The problem -
Scan the data beneath this task and copy each line that includes "shifted".

Records to use -
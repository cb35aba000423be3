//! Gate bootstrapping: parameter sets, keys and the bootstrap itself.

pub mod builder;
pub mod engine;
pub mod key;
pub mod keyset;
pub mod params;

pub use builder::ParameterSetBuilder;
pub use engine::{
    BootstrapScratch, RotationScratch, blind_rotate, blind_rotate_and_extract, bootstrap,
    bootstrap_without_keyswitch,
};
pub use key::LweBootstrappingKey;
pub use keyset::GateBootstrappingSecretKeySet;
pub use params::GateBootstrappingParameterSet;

==

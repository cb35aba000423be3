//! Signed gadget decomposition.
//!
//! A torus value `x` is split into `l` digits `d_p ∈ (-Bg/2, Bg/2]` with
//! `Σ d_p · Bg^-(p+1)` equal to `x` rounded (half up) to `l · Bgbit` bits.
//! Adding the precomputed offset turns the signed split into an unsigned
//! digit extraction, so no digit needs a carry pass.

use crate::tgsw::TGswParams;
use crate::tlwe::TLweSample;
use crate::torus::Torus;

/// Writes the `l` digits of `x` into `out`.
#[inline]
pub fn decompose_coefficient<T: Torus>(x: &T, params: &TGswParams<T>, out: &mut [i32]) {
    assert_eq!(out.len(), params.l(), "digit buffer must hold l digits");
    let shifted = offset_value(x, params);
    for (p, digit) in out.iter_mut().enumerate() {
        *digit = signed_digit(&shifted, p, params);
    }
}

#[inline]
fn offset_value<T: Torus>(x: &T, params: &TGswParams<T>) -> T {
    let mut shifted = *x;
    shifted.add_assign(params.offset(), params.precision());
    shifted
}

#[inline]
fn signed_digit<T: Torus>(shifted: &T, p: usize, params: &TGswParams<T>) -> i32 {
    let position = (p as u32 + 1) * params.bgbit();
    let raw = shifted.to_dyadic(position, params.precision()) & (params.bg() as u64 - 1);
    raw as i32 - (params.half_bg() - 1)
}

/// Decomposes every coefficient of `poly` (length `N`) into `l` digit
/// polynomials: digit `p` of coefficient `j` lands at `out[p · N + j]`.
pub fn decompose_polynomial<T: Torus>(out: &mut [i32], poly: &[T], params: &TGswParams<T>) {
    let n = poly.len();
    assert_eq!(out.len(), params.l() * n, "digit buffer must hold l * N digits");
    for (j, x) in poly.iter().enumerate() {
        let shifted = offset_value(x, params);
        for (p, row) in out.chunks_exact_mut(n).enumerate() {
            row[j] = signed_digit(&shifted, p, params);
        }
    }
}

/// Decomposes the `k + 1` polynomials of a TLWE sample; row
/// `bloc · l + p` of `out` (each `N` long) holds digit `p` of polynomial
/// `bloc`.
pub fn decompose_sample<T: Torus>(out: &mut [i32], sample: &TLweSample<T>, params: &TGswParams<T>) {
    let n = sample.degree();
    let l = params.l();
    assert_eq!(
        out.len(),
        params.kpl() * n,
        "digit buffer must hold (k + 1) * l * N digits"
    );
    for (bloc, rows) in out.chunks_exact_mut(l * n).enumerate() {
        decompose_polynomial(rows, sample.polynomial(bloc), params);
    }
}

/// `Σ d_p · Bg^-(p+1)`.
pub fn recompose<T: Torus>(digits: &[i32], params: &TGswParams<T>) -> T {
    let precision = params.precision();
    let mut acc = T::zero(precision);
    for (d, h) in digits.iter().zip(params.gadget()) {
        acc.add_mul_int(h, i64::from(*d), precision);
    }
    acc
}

Answer box -
    let shifted = offset_value(x, params);
        *digit = signed_digit(&shifted, p, params);
    let mut shifted = *x;
    shifted.add_assign(params.offset(), params.precision());
    shifted
fn signed_digit<T: Torus>(shifted: &T, p: usize, params: &TGswParams<T>) -> i32 {
    let raw = shifted.to_dyadic(position, params.precision()) & (params.bg() as u64 - 1);
        let shifted = offset_value(x, params);
            row[j] = signed_digit(&shifted, p, params);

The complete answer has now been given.